# West Texas precipitation



## D9Vin (May 12, 2011)

We just measured .11 inch precipitation. Not rain, not hail, not snow. Dirt.

These photos are from 530 this afternoon. West Texas, the only place where you can taste the landscape!


----------



## cableguy69846 (Feb 7, 2011)

And, here I thought Chicago had some crazy weather.:shock::rain:


----------



## D9Vin (May 12, 2011)

More like mother natures sandblaster.


----------



## cableguy69846 (Feb 7, 2011)

D9Vin said:


> More like mother natures sandblaster.


Lol.[smilie=l:


----------



## tokyo (Apr 23, 2010)

Hah, this brings me back. I used roof in midland/Odessa. Talk about unpredictable weather! One minute your fending off dust devils the next it's raining so hard you can't see past your nose.

Good times


----------



## fishyjoe24 (May 18, 2010)

tokyo said:


> Hah, this brings me back.
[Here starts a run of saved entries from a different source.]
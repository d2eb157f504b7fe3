// Copyright (c) 2025 Fabstir
// SPDX-License-Identifier: BUSL-1.1
//! Upload endpoint response types

use serde::{Deserialize, Serialize};

use crate::vision::{ModelStatus, PredictionResult};

/// Response from image and video detection
#[derive(Debug, Clone, Serialize, Deserialize)]
#[serde(rename_all = "camelCase")]
pub struct DetectResponse {
    /// Always "success"; failures use `ErrorResponse`
    pub status: String,
    /// Original upload filename
    pub filename: String,
    /// `prediction`, `confidence`, `classId`, `metadata`
    #[serde(flatten)]
    pub result: PredictionResult,
}

impl DetectResponse {
    pub fn new(filename: impl Into<String>, result: PredictionResult) -> Self {
        Self {
            status: "success".to_string(),
            filename: filename.into(),
            result,
        }
    }
}

/// Response from the model listing
#[derive(Debug, Clone, Serialize, Deserialize)]
#[serde(rename_all = "camelCase")]
pub struct ModelsResponse {
    pub default_model: String,
    pub backend_available: bool,
    pub models: Vec<ModelStatus>,
}
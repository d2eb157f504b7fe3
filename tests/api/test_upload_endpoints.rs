// Copyright (c) 2025 Fabstir
// SPDX-License-Identifier: BUSL-1.1

//! Upload endpoint tests
//!
//! Drive the router with in-memory multipart requests and check response
//! shapes, status codes, and that upload temp files never outlive a request.

use axum::{
    body::{to_bytes, Body},
    http::{header, Request, StatusCode},
    Router,
};
use image::{DynamicImage, ImageFormat, Rgb, RgbImage};
use product_vision_node::api::{create_router, AppState};
use product_vision_node::config::ModelPaths;
use product_vision_node::vision::{
    BackendCapability, BackendError, BackendLoader, Detection, DetectionSet, DetectorBackend,
    FrameSampler, InferenceService, MockPredictor, NoBackendLoader, VideoDecoder, VideoError,
    VideoInferencePipeline, VideoStream,
};
use serde_json::Value;
use std::io::Cursor;
use std::path::Path;
use std::sync::Arc;
use tempfile::TempDir;
use tower::ServiceExt;

const BOUNDARY: &str = "vision-test-boundary";

/// Decoder that can open anything but never yields a frame
struct BlankDecoder;

struct BlankStream;

impl VideoDecoder for BlankDecoder {
    fn open(&self, _source: &Path) -> Result<Box<dyn VideoStream>, VideoError> {
        Ok(Box::new(BlankStream))
    }
}

impl VideoStream for BlankStream {
    fn frame_count(&self) -> Option<u64> {
        Some(30)
    }

    fn seek(&mut self, _index: u64) -> Result<(), VideoError> {
        Ok(())
    }

    fn read_frame(&mut self) -> Result<Option<DynamicImage>, VideoError> {
        Ok(None)
    }
}

/// Decoder returning a frame from any position
struct SolidDecoder;

struct SolidStream;

impl VideoDecoder for SolidDecoder {
    fn open(&self, _source: &Path) -> Result<Box<dyn VideoStream>, VideoError> {
        Ok(Box::new(SolidStream))
    }
}

impl VideoStream for SolidStream {
    fn frame_count(&self) -> Option<u64> {
        Some(30)
    }

    fn seek(&mut self, _index: u64) -> Result<(), VideoError> {
        Ok(())
    }

    fn read_frame(&mut self) -> Result<Option<DynamicImage>, VideoError> {
        Ok(Some(DynamicImage::ImageRgb8(RgbImage::from_pixel(
            8,
            8,
            Rgb([1, 2, 3]),
        ))))
    }
}

struct LaptopBackend;

impl DetectorBackend for LaptopBackend {
    fn detect(&self, _image: &DynamicImage, _min: f32) -> Result<DetectionSet, BackendError> {
        Ok(vec![
            Detection::new(1, "HP EliteBook 840", 0.55),
            Detection::new(0, "Dell Latitude 7490", 0.87),
        ])
    }

    fn model_version(&self) -> &str {
        "yolo-v11"
    }
}

struct LaptopLoader;

impl BackendLoader for LaptopLoader {
    fn load(&self, _weights: &Path) -> Result<Arc<dyn DetectorBackend>, BackendError> {
        Ok(Arc::new(LaptopBackend))
    }
}

struct TestApp {
    router: Router,
    upload_dir: TempDir,
    _weights_dir: TempDir,
}

fn app_with(
    capability: BackendCapability,
    loader: Arc<dyn BackendLoader>,
    weights_present: bool,
    decoder: Arc<dyn VideoDecoder>,
) -> TestApp {
    let weights_dir = tempfile::tempdir().unwrap();
    let weights = weights_dir.path().join("best.onnx");
    if weights_present {
        std::fs::write(&weights, b"weights").unwrap();
    }

    let service = Arc::new(
        InferenceService::new(
            ModelPaths::new(weights.to_string_lossy()),
            capability,
            loader,
        )
        .with_mock_predictor(MockPredictor::seeded(9)),
    );
    let pipeline = Arc::new(VideoInferencePipeline::new(
        FrameSampler::new(decoder),
        service.clone(),
    ));

    let upload_dir = tempfile::tempdir().unwrap();
    let state = AppState::new(service, pipeline, "product_classifier")
        .with_upload_dir(upload_dir.path());

    TestApp {
        router: create_router(state),
        upload_dir,
        _weights_dir: weights_dir,
    }
}

fn mock_app() -> TestApp {
    app_with(
        BackendCapability::Unavailable("not compiled in".into()),
        Arc::new(NoBackendLoader),
        false,
        Arc::new(SolidDecoder),
    )
}

fn png_bytes() -> Vec<u8> {
    let mut buffer = Cursor::new(Vec::new());
    DynamicImage::ImageRgb8(RgbImage::from_pixel(12, 12, Rgb([50, 60, 70])))
        .write_to(&mut buffer, ImageFormat::Png)
        .unwrap();
    buffer.into_inner()
}

fn multipart_request(uri: &str, field: &str, filename: &str, content: &[u8]) -> Request<Body> {
    let mut body = Vec::new();
    body.extend_from_slice(format!("--{}\r\n", BOUNDARY).as_bytes());
    body.extend_from_slice(
        format!(
            "Content-Disposition: form-data; name=\"{}\"; filename=\"{}\"\r\n",
            field, filename
        )
        .as_bytes(),
    );
    body.extend_from_slice(b"Content-Type: application/octet-stream\r\n\r\n");
    body.extend_from_slice(content);
    body.extend_from_slice(format!("\r\n--{}--\r\n", BOUNDARY).as_bytes());

    Request::builder()
        .method("POST")
        .uri(uri)
        .header(
            header::CONTENT_TYPE,
            format!("multipart/form-data; boundary={}", BOUNDARY),
        )
        .body(Body::from(body))
        .unwrap()
}

async fn send(router: &Router, request: Request<Body>) -> (StatusCode, Value) {
    let response = router.clone().oneshot(request).await.unwrap();
    let status = response.status();
    let bytes = to_bytes(response.into_body(), usize::MAX).await.unwrap();
    let json = serde_json::from_slice(&bytes).unwrap_or(Value::Null);
    (status, json)
}

fn dir_is_empty(dir: &TempDir) -> bool {
    std::fs::read_dir(dir.path()).unwrap().next().is_none()
}

#[tokio::test]
async fn test_health() {
    let app = mock_app();
    let request = Request::builder()
        .uri("/health")
        .body(Body::empty())
        .unwrap();

    let (status, json) = send(&app.router, request).await;
    assert_eq!(status, StatusCode::OK);
    assert_eq!(json["status"], "ok");
    assert_eq!(json["version"], "0.1.0");
    assert!(json["build"].as_str().unwrap().starts_with("v0.1.0"));
    assert!(json["features"]
        .as_array()
        .unwrap()
        .iter()
        .any(|f| f == "video-frame-sampling"));
}

#[tokio::test]
async fn test_detect_with_mock_backend() {
    let app = mock_app();
    let request = multipart_request("/v1/detect", "file", "shelf.png", &png_bytes());

    let (status, json) = send(&app.router, request).await;

    assert_eq!(status, StatusCode::OK);
    assert_eq!(json["status"], "success");
    assert_eq!(json["filename"], "shelf.png");
    assert_eq!(json["classId"], 0);
    assert!(json["confidence"].as_f64().unwrap() > 0.0);
    assert!(json["prediction"].is_string());
    assert!(json["metadata"]["modelVersion"]
        .as_str()
        .unwrap()
        .ends_with("-mock"));
    assert!(dir_is_empty(&app.upload_dir));
}

#[tokio::test]
async fn test_detect_with_ready_backend() {
    let app = app_with(
        BackendCapability::Available,
        Arc::new(LaptopLoader),
        true,
        Arc::new(SolidDecoder),
    );
    let request = multipart_request("/v1/detect", "file", "desk.png", &png_bytes());

    let (status, json) = send(&app.router, request).await;

    assert_eq!(status, StatusCode::OK);
    assert_eq!(json["prediction"], "Dell Latitude 7490");
    assert_eq!(json["classId"], 0);
    assert_eq!(json["metadata"]["modelVersion"], "yolo-v11");
    assert_eq!(json["metadata"]["allDetections"].as_array().unwrap().len(), 2);
}

#[tokio::test]
async fn test_detect_corrupt_image_is_no_product() {
    let app = app_with(
        BackendCapability::Available,
        Arc::new(LaptopLoader),
        true,
        Arc::new(SolidDecoder),
    );
    let request = multipart_request("/v1/detect", "file", "broken.jpg", b"not an image");

    let (status, json) = send(&app.router, request).await;

    assert_eq!(status, StatusCode::OK);
    assert_eq!(json["prediction"], "No Product Detected");
    assert_eq!(json["classId"], -1);
    assert!(dir_is_empty(&app.upload_dir));
}

#[tokio::test]
async fn test_detect_missing_weights_is_503() {
    let app = app_with(
        BackendCapability::Available,
        Arc::new(LaptopLoader),
        false,
        Arc::new(SolidDecoder),
    );
    let request = multipart_request("/v1/detect", "file", "shelf.png", &png_bytes());

    let (status, json) = send(&app.router, request).await;

    assert_eq!(status, StatusCode::SERVICE_UNAVAILABLE);
    assert_eq!(json["error_type"], "configuration_error");
    assert!(dir_is_empty(&app.upload_dir));
}

#[tokio::test]
async fn test_detect_without_file_field_is_400() {
    let app = mock_app();
    let request = multipart_request("/v1/detect", "attachment", "shelf.png", &png_bytes());

    let (status, json) = send(&app.router, request).await;

    assert_eq!(status, StatusCode::BAD_REQUEST);
    assert_eq!(json["error_type"], "invalid_request");
}

#[tokio::test]
async fn test_detect_video_with_mock_backend() {
    let app = mock_app();
    let request = multipart_request("/v1/detect-video", "file", "walkthrough.mp4", b"fake video");

    let (status, json) = send(&app.router, request).await;

    assert_eq!(status, StatusCode::OK);
    assert_eq!(json["filename"], "walkthrough.mp4");
    assert_eq!(json["classId"], 0);
    assert!(dir_is_empty(&app.upload_dir));
}

#[tokio::test]
async fn test_detect_video_without_frames_is_400() {
    let app = app_with(
        BackendCapability::Unavailable("not compiled in".into()),
        Arc::new(NoBackendLoader),
        false,
        Arc::new(BlankDecoder),
    );
    let request = multipart_request("/v1/detect-video", "file", "black.mp4", b"fake video");

    let (status, json) = send(&app.router, request).await;

    assert_eq!(status, StatusCode::BAD_REQUEST);
    assert_eq!(json["error_type"], "extraction_error");
    assert!(dir_is_empty(&app.upload_dir));
}

#[tokio::test]
async fn test_models_listing_reports_state() {
    let app = mock_app();
    let request = multipart_request("/v1/detect", "file", "shelf.png", &png_bytes());
    send(&app.router, request).await;

    let request = Request::builder()
        .uri("/v1/models")
        .body(Body::empty())
        .unwrap();
    let (status, json) = send(&app.router, request).await;

    assert_eq!(status, StatusCode::OK);
    assert_eq!(json["defaultModel"], "product_classifier");
    assert_eq!(json["backendAvailable"], false);
    let models = json["models"].as_array().unwrap();
    assert_eq!(models.len(), 1);
    assert_eq!(models[0]["name"], "product_classifier");
    assert_eq!(models[0]["state"], "mock");
}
I used roof in midland/Odessa. Talk about unpredictable weather! One minute your fending off dust devils the next it's raining so hard you can't see past your nose.
> 
> Good times


yep so true, my friend Andrea is from there. she moved to the D/fw area, was here for a while moved back there after getting married, and says she so wants to move back to dallas or live in austin...


----------